//! Command implementations

pub mod check;
pub mod hints;
pub mod play;
pub mod score;

pub use check::{CheckResult, run_check};
pub use hints::{HintsResult, MovesResult, run_hints, run_moves};
pub use play::run_play;
pub use score::{ScoreResult, run_score};
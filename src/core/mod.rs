//! Core domain types
//!
//! Words, turn records, and the move error taxonomy.

mod turn;
mod word;

pub use turn::{Insertion, TurnData, TurnError};
pub use word::{MAX_WORD_LEN, MIN_WORD_LEN, Word, WordError};
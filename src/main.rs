//! Letterchain - CLI
//!
//! Word-chain game engine: play in the terminal, or check moves, hints and
//! scores against the loaded dictionary.

use anyhow::Result;
use clap::{Parser, Subcommand};
use letterchain::{
    commands::{run_check, run_hints, run_moves, run_play, run_score},
    dictionary::{Dictionary, FileSource, SliceSource},
    output::{
        print_check_result, print_hints_result, print_load_origin, print_moves_result,
        print_score_result,
    },
    validator::{ScoringKind, Validator},
    wordlists::FALLBACK,
};

#[derive(Parser)]
#[command(
    name = "letterchain",
    about = "Word-chain game engine: insert one letter per turn, every word must be real",
    version,
    author
)]
struct Cli {
    #[command(subcommand)]
    command: Option<Commands>,

    /// Scoring: length (default) or pot
    #[arg(short, long, global = true, default_value = "length")]
    scoring: String,

    /// Wordlist: 'builtin' (default) or path to a newline-delimited word file
    #[arg(short = 'w', long, global = true, default_value = "builtin")]
    wordlist: String,
}

#[derive(Subcommand)]
enum Commands {
    /// Interactive chain game (default)
    Play {
        /// Starting word (random seed if omitted)
        #[arg(short = 'S', long)]
        seed: Option<String>,

        /// Lives before the game ends
        #[arg(short, long, default_value = "3")]
        lives: u32,
    },

    /// Check a single move
    Check {
        /// The current chain word
        current: String,

        /// The proposed next word
        candidate: String,

        /// Accepted turns so far (affects pot scoring)
        #[arg(short, long, default_value = "0")]
        chain_length: usize,
    },

    /// List dictionary words starting with a prefix
    Hints {
        /// Prefix to complete
        prefix: String,

        /// Maximum number of completions
        #[arg(short = 'n', long, default_value = "10")]
        count: usize,
    },

    /// List legal next words from a chain word
    Moves {
        /// The current chain word
        word: String,

        /// Maximum number of moves to list
        #[arg(short = 'n', long, default_value = "10")]
        count: usize,
    },

    /// Show a word's score under the selected scoring strategy
    Score {
        /// Word to score
        word: String,

        /// Accepted turns so far (affects pot scoring)
        #[arg(short, long, default_value = "0")]
        chain_length: usize,
    },
}

/// Build and load the dictionary based on the -w flag
///
/// Any load failure falls back to the built-in word list; the outcome is
/// reported on stderr either way.
fn load_dictionary(wordlist_mode: &str) -> Dictionary {
    let dict = Dictionary::new();

    match wordlist_mode {
        "builtin" => {
            dict.load(&SliceSource::new(FALLBACK));
        }
        path => {
            dict.load(&FileSource::new(path));
        }
    }

    print_load_origin(dict.origin());
    dict
}

fn main() -> Result<()> {
    let cli = Cli::parse();

    let dict = load_dictionary(&cli.wordlist);
    let scoring = ScoringKind::from_name(&cli.scoring);

    // Default to Play mode if no command given
    let command = cli.command.unwrap_or(Commands::Play {
        seed: None,
        lives: 3,
    });

    match command {
        Commands::Play { seed, lives } => {
            let validator = Validator::new(scoring, &dict);
            run_play(&validator, seed.as_deref(), lives).map_err(|e| anyhow::anyhow!(e))
        }
        Commands::Check {
            current,
            candidate,
            chain_length,
        } => {
            let validator = Validator::new(scoring, &dict);
            let result = run_check(&validator, &current, &candidate, chain_length);
            print_check_result(&result);
            Ok(())
        }
        Commands::Hints { prefix, count } => {
            let result = run_hints(&dict, &prefix, count);
            print_hints_result(&result);
            Ok(())
        }
        Commands::Moves { word, count } => {
            let result = run_moves(&dict, &word, count);
            print_moves_result(&result);
            Ok(())
        }
        Commands::Score { word, chain_length } => {
            let result = run_score(&scoring, &word, chain_length);
            print_score_result(&result);
            Ok(())
        }
    }
}
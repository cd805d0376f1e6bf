//! Terminal output formatting
//!
//! Display utilities for CLI results and load diagnostics.

pub mod display;

pub use display::{
    print_check_result, print_hints_result, print_load_origin, print_moves_result,
    print_score_result,
};
//! Reverse proxy dispatcher: relays OpenAI-style requests to backends.
//!
//! Each request is dispatched to one backend — pinned via the
//! `X-VASTPROXY-INSTANCE` header when possible, round-robin otherwise — with
//! the client's `Authorization` replaced by the backend's bearer token.
//! Bodies are relayed as streams in both directions, so SSE chunks reach the
//! client as the engine emits them. Release bookkeeping rides on the response
//! body: dropping it (completion or client disconnect) releases the backend
//! and, when the process-wide in-flight count hits zero, fans out an abort to
//! engines that support it.

use crate::balancer::Balancer;
use crate::sticky::StickyStats;
use axum::Router;
use axum::body::Body;
use axum::extract::State;
use axum::http::header::{AUTHORIZATION, HOST};
use axum::http::{HeaderName, HeaderValue, Request, Response, StatusCode, Uri};
use bytes::Bytes;
use http_body::Frame;
use hyper_util::client::legacy::Client;
use hyper_util::client::legacy::connect::HttpConnector;
use hyper_util::rt::TokioExecutor;
use metrics::{counter, gauge, histogram};
use std::pin::Pin;
use std::sync::Arc;
use std::task::{Context, Poll};
use std::time::Instant;
use tracing::error;

/// Header carrying the instance id: on requests a best-effort pin, on
/// responses the id that actually served.
pub static INSTANCE_HEADER: HeaderName = HeaderName::from_static("x-vastproxy-instance");

/// Shared state for the dispatcher.
#[derive(Clone)]
pub struct ProxyState {
    pub balancer: Arc<Balancer>,
    pub sticky: Arc<StickyStats>,
    client: Client<HttpConnector, Body>,
}

impl ProxyState {
    pub fn new(balancer: Arc<Balancer>, sticky: Arc<StickyStats>) -> Self {
        Self {
            balancer,
            sticky,
            client: Client::builder(TokioExecutor::new()).build_http(),
        }
    }
}

/// Build the client-facing router: every method and path relays verbatim.
pub fn router(state: ProxyState) -> Router {
    Router::new().fallback(relay_handler).with_state(state)
}

/// Relay one request to a chosen backend.
pub async fn relay_handler(
    State(state): State<ProxyState>,
    req: Request<Body>,
) -> Response<Body> {
    let started = Instant::now();

    // Sticky pin: best-effort, unknown or unhealthy targets fall back to
    // round-robin without a client-visible error.
    let pinned = req
        .headers()
        .get(&INSTANCE_HEADER)
        .and_then(|v| v.to_str().ok())
        .and_then(|s| s.trim().parse::<u64>().ok());
    state.sticky.record(pinned.is_some());
    gauge!("vastmux_sticky_percent").set(state.sticky.percent());

    let backend = match pinned.and_then(|id| state.balancer.pick_by_id(id).ok()) {
        Some(backend) => backend,
        None => match state.balancer.pick() {
            Ok(backend) => backend,
            Err(_) => {
                counter!("vastmux_requests_total", "outcome" => "no_backends").increment(1);
                return error_response(StatusCode::SERVICE_UNAVAILABLE, "no backends available");
            }
        },
    };

    backend.acquire();
    state.balancer.acquire();
    let guard = ReleaseGuard {
        backend: Arc::clone(&backend),
        balancer: Arc::clone(&state.balancer),
    };

    let Some(base) = backend.base_url() else {
        // healthy implies base_url; hitting this means the supervisor is
        // mid-teardown. Treat as an upstream failure.
        backend.set_healthy(false);
        drop(guard);
        return error_response(StatusCode::BAD_GATEWAY, "backend not ready");
    };

    match forward(&state.client, req, &backend, &base).await {
        Ok(resp) => {
            counter!("vastmux_requests_total", "outcome" => "relayed").increment(1);
            histogram!("vastmux_request_duration_seconds").record(started.elapsed().as_secs_f64());

            let (mut parts, body) = resp.into_parts();
            parts
                .headers
                .insert(INSTANCE_HEADER.clone(), HeaderValue::from(backend.id()));
            // The guard rides the body so release happens when streaming
            // finishes or the client goes away.
            let guarded = GuardedBody {
                inner: Body::new(body),
                _guard: Some(guard),
            };
            Response::from_parts(parts, Body::new(guarded))
        }
        Err(e) => {
            error!(instance = backend.id(), error = %e, "upstream error");
            counter!("vastmux_requests_total", "outcome" => "upstream_error").increment(1);
            // Skip this backend until its next successful health check.
            backend.set_healthy(false);
            drop(guard);
            error_response(StatusCode::BAD_GATEWAY, "backend error")
        }
    }
}

async fn forward(
    client: &Client<HttpConnector, Body>,
    mut req: Request<Body>,
    backend: &crate::backend::Backend,
    base_url: &str,
) -> Result<Response<hyper::body::Incoming>, hyper_util::client::legacy::Error> {
    // Path and query travel verbatim; the base URL is the engine root.
    let path_and_query = req
        .uri()
        .path_and_query()
        .map(|pq| pq.to_string())
        .unwrap_or_else(|| "/".to_string());
    let uri: Uri = format!("{base_url}{path_and_query}")
        .parse()
        .expect("valid upstream URI");
    *req.uri_mut() = uri;

    let headers = req.headers_mut();
    headers.remove(HOST);
    headers.remove(AUTHORIZATION);
    // The pin header is proxy-internal; it must not reach the engine.
    headers.remove(&INSTANCE_HEADER);
    if !backend.token().is_empty() {
        let bearer = format!("Bearer {}", backend.token());
        headers.insert(
            AUTHORIZATION,
            HeaderValue::from_str(&bearer).expect("valid bearer header"),
        );
    }

    client.request(req).await
}

fn error_response(status: StatusCode, message: &str) -> Response<Body> {
    let body = serde_json::json!({
        "error": {
            "message": message,
            "type": "server_error"
        }
    });

    Response::builder()
        .status(status)
        .header("Content-Type", "application/json")
        .body(Body::from(body.to_string()))
        .unwrap()
}

/// Releases the backend and balancer counters on drop. When the balancer
/// count reaches zero — the last in-flight client departed — one abort
/// fan-out is started to free engine-side resources.
struct ReleaseGuard {
    backend: Arc<crate::backend::Backend>,
    balancer: Arc<Balancer>,
}

impl Drop for ReleaseGuard {
    fn drop(&mut self) {
        self.backend.release();
        if self.balancer.release() == 0 {
            let balancer = Arc::clone(&self.balancer);
            if let Ok(handle) = tokio::runtime::Handle::try_current() {
                handle.spawn(async move { balancer.abort_all().await });
            }
        }
    }
}

/// Response body wrapper holding a [`ReleaseGuard`] until the body is fully
/// consumed or dropped. For SSE this keeps the in-flight counters accurate
/// for the whole generation, and a client disconnect drops the relay body,
/// cancelling the upstream request with it.
struct GuardedBody {
    inner: Body,
    _guard: Option<ReleaseGuard>,
}

impl http_body::Body for GuardedBody {
    type Data = Bytes;
    type Error = axum::Error;

    fn poll_frame(
        self: Pin<&mut Self>,
        cx: &mut Context<'_>,
    ) -> Poll<Option<Result<Frame<Self::Data>, Self::Error>>> {
        Pin::new(&mut self.get_mut().inner).poll_frame(cx)
    }

    fn is_end_stream(&self) -> bool {
        self.inner.is_end_stream()
    }

    fn size_hint(&self) -> http_body::SizeHint {
        self.inner.size_hint()
    }
}

#[cfg(test)]
mod tests {
    use super::*;
    use http_body_util::BodyExt;

    #[tokio::test]
    async fn error_response_uses_openai_error_schema() {
        let resp = error_response(StatusCode::SERVICE_UNAVAILABLE, "no backends available");
        assert_eq!(resp.status(), StatusCode::SERVICE_UNAVAILABLE);
        assert_eq!(
            resp.headers().get("Content-Type").unwrap(),
            "application/json"
        );
        let body = resp.into_body().collect().await.unwrap().to_bytes();
        let json: serde_json::Value = serde_json::from_slice(&body).unwrap();
        assert_eq!(json["error"]["message"], "no backends available");
        assert_eq!(json["error"]["type"], "server_error");
    }

    #[test]
    fn instance_header_is_proxy_internal_name() {
        assert_eq!(INSTANCE_HEADER.as_str(), "x-vastproxy-instance");
    }
}
//! # vastmux
//!
//! Fleet-aware reverse proxy that presents a dynamic pool of rented GPU
//! inference instances as a single OpenAI-compatible HTTP endpoint. The pool
//! is discovered at runtime from a cloud-compute control plane; every
//! instance is reached exclusively through an SSH tunnel.
//!
//! ## Architecture
//!
//! ```text
//!                  ┌──────────────┐      event       ┌──────────────────────┐
//!                  │   Watcher    │  ───────────▶    │    Fleet Manager     │
//!   control-plane ─▶   (poller)   │   added /        │  (per-instance       │
//!                  │              │   updated /      │   supervisor)        │
//!                  └──────────────┘   removed        └────────┬─────────────┘
//!                         │                                   │ healthy / unhealthy
//!                         │ subscribe (fan-out)               ▼
//!                         │                          ┌──────────────────┐
//!                         ▼                          │     Balancer     │
//!                    UI collaborator                 │  (round-robin)   │
//!                                                    └────────┬─────────┘
//!                                          pick(id?) / abort-all
//!                                                             ▼
//!                     client HTTP ───────────▶   Reverse Proxy Dispatcher
//!                                                             │
//!                                                             ▼
//!                                                   ssh tunnel → engine
//! ```
//!
//! The watcher reconciles the control-plane listing against local state and
//! fans lifecycle events out to bounded sinks. The fleet manager spawns one
//! supervisor per instance; each supervisor owns its tunnel, keeps the
//! healthy flag honest, discovers the served model, publishes the managed
//! label, and harvests GPU metrics. The balancer round-robins over healthy
//! backends with sticky pinning via the `X-VASTPROXY-INSTANCE` header, and
//! the dispatcher relays bodies with flush-through semantics for SSE.

pub mod backend;
pub mod balancer;
pub mod config;
pub mod control_plane;
pub mod instance;
pub mod proxy;
pub mod sticky;
pub mod telemetry;
pub mod tunnel;
pub mod watcher;

pub use backend::manager::FleetManager;
pub use backend::{Backend, Supervisor, SupervisorConfig};
pub use balancer::{Balancer, NoBackends};
pub use config::Config;
pub use control_plane::{ControlPlaneClient, ControlPlaneError};
pub use instance::{EngineKind, EventKind, Instance, InstanceEvent, InstanceState};
pub use proxy::{INSTANCE_HEADER, ProxyState};
pub use sticky::StickyStats;
pub use tunnel::{Tunnel, TunnelError, TunnelFactory, TunnelRequest, ssh_tunnel_factory};
pub use watcher::FleetWatcher;
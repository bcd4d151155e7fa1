//! Accelerator metrics parsing.
//!
//! The engine host is queried over the tunnel with
//! `nvidia-smi --query-gpu=utilization.gpu,temperature.gpu --format=csv,noheader,nounits`,
//! which prints one `util, temp` line per GPU.

/// The query run on the engine host to harvest per-GPU metrics.
pub const NVIDIA_SMI_QUERY: &str =
    "nvidia-smi --query-gpu=utilization.gpu,temperature.gpu --format=csv,noheader,nounits 2>/dev/null";

/// Parsed metrics for a single GPU.
#[derive(Debug, Clone, Copy, PartialEq)]
pub struct GpuMetric {
    pub utilization: f64,
    pub temperature: f64,
}

/// Parsed metrics for all GPUs on an instance.
#[derive(Debug, Clone, PartialEq)]
pub struct GpuMetrics {
    pub gpus: Vec<GpuMetric>,
}

impl GpuMetrics {
    /// Mean utilization across all GPUs.
    pub fn avg_utilization(&self) -> f64 {
        if self.gpus.is_empty() {
            return 0.0;
        }
        self.gpus.iter().map(|g| g.utilization).sum::<f64>() / self.gpus.len() as f64
    }

    /// Mean temperature across all GPUs.
    pub fn avg_temperature(&self) -> f64 {
        if self.gpus.is_empty() {
            return 0.0;
        }
        self.gpus.iter().map(|g| g.temperature).sum::<f64>() / self.gpus.len() as f64
    }
}

/// Errors from parsing `nvidia-smi` output.
#[derive(Debug, thiserror::Error)]
pub enum GpuParseError {
    #[error("empty nvidia-smi output")]
    Empty,

    #[error("unexpected nvidia-smi format: {0:?}")]
    Format(String),

    #[error("parse {field} in {line:?}")]
    Number { field: &'static str, line: String },
}

/// Parse `nvidia-smi` CSV output, one `util, temp` line per GPU.
pub fn parse_nvidia_smi(output: &str) -> Result<GpuMetrics, GpuParseError> {
    let output = output.trim();
    if output.is_empty() {
        return Err(GpuParseError::Empty);
    }

    let mut gpus = Vec::new();
    for line in output.lines() {
        let line = line.trim();
        if line.is_empty() {
            continue;
        }
        let Some((util, temp)) = line.split_once(',') else {
            return Err(GpuParseError::Format(line.to_string()));
        };
        let utilization = util.trim().parse().map_err(|_| GpuParseError::Number {
            field: "utilization",
            line: line.to_string(),
        })?;
        let temperature = temp.trim().parse().map_err(|_| GpuParseError::Number {
            field: "temperature",
            line: line.to_string(),
        })?;
        gpus.push(GpuMetric {
            utilization,
            temperature,
        });
    }

    if gpus.is_empty() {
        return Err(GpuParseError::Empty);
    }
    Ok(GpuMetrics { gpus })
}

/// Per-instance metrics update published on the metrics sink.
#[derive(Debug, Clone)]
pub struct GpuUpdate {
    pub instance_id: u64,
    pub gpus: Vec<GpuMetric>,
}
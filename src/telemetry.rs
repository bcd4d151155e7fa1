//! Prometheus metrics setup and descriptions.
//!
//! Metrics are recorded throughout the codebase with the `metrics` crate's
//! macros. This module installs the Prometheus exporter and registers
//! human-readable descriptions for each metric.

use metrics::{describe_counter, describe_gauge, describe_histogram};
use metrics_exporter_prometheus::PrometheusHandle;

/// Install the Prometheus recorder and register metric descriptions.
///
/// Returns `None` if a recorder is already installed (e.g. in tests sharing
/// a process). Recording still works — the macros route to whichever
/// recorder was installed first.
pub fn install() -> Option<PrometheusHandle> {
    let handle = metrics_exporter_prometheus::PrometheusBuilder::new()
        .install_recorder()
        .ok()?;
    describe();
    Some(handle)
}

fn describe() {
    // -- Request path --
    describe_counter!("vastmux_requests_total", "Requests by dispatch outcome");
    describe_histogram!(
        "vastmux_request_duration_seconds",
        "Time from request arrival to upstream response headers"
    );
    describe_gauge!(
        "vastmux_active_requests",
        "In-flight client requests across all backends"
    );
    describe_gauge!(
        "vastmux_sticky_percent",
        "Share of recent requests presenting the sticky header (-1 = none seen)"
    );

    // -- Fleet --
    describe_gauge!("vastmux_tracked_instances", "Instances tracked by the watcher");
    describe_gauge!("vastmux_backends_total", "Backends registered with the balancer");
    describe_gauge!("vastmux_backend_healthy", "Per-backend health (1 = healthy)");
    describe_counter!(
        "vastmux_poll_failures_total",
        "Control-plane polls that failed"
    );
    describe_counter!(
        "vastmux_events_dropped_total",
        "Lifecycle events dropped on full subscriber sinks"
    );
    describe_counter!(
        "vastmux_tunnel_failures_total",
        "Tunnel creation attempts that failed"
    );
    describe_counter!("vastmux_aborts_total", "Abort fan-outs delivered per backend");

    // -- Accelerators --
    describe_gauge!("vastmux_gpu_utilization", "Per-GPU utilization percent");
    describe_gauge!("vastmux_gpu_temperature", "Per-GPU temperature in °C");
}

•••••

WHAT THE TASK ASKS: Transcribe, please, every line from the first line of the listing above through the line with "proposed next word". Keep both ends and nothing else.

TASK ANSWER:
//! Command implementations

pub mod check;
pub mod hints;
pub mod play;
pub mod score;

pub use check::{CheckResult, run_check};
pub use hints::{HintsResult, MovesResult, run_hints, run_moves};
pub use play::run_play;
pub use score::{ScoreResult, run_score};
filename src/core/mod.rs
//! Core domain types
//!
//! Words, turn records, and the move error taxonomy.

mod turn;
mod word;

pub use turn::{Insertion, TurnData, TurnError};
pub use word::{MAX_WORD_LEN, MIN_WORD_LEN, Word, WordError};
filename src/main.rs
//! Letterchain - CLI
//!
//! Word-chain game engine: play in the terminal, or check moves, hints and
//! scores against the loaded dictionary.

use anyhow::Result;
use clap::{Parser, Subcommand};
use letterchain::{
    commands::{run_check, run_hints, run_moves, run_play, run_score},
    dictionary::{Dictionary, FileSource, SliceSource},
    output::{
        print_check_result, print_hints_result, print_load_origin, print_moves_result,
        print_score_result,
    },
    validator::{ScoringKind, Validator},
    wordlists::FALLBACK,
};

#[derive(Parser)]
#[command(
    name = "letterchain",
    about = "Word-chain game engine: insert one letter per turn, every word must be real",
    version,
    author
)]
struct Cli {
    #[command(subcommand)]
    command: Option<Commands>,

    /// Scoring: length (default) or pot
    #[arg(short, long, global = true, default_value = "length")]
    scoring: String,

    /// Wordlist: 'builtin' (default) or path to a newline-delimited word file
    #[arg(short = 'w', long, global = true, default_value = "builtin")]
    wordlist: String,
}

#[derive(Subcommand)]
enum Commands {
    /// Interactive chain game (default)
    Play {
        /// Starting word (random seed if omitted)
        #[arg(short = 'S', long)]
        seed: Option<String>,

        /// Lives before the game ends
        #[arg(short, long, default_value = "3")]
        lives: u32,
    },

    /// Check a single move
    Check {
        /// The current chain word
        current: String,

        /// The proposed next word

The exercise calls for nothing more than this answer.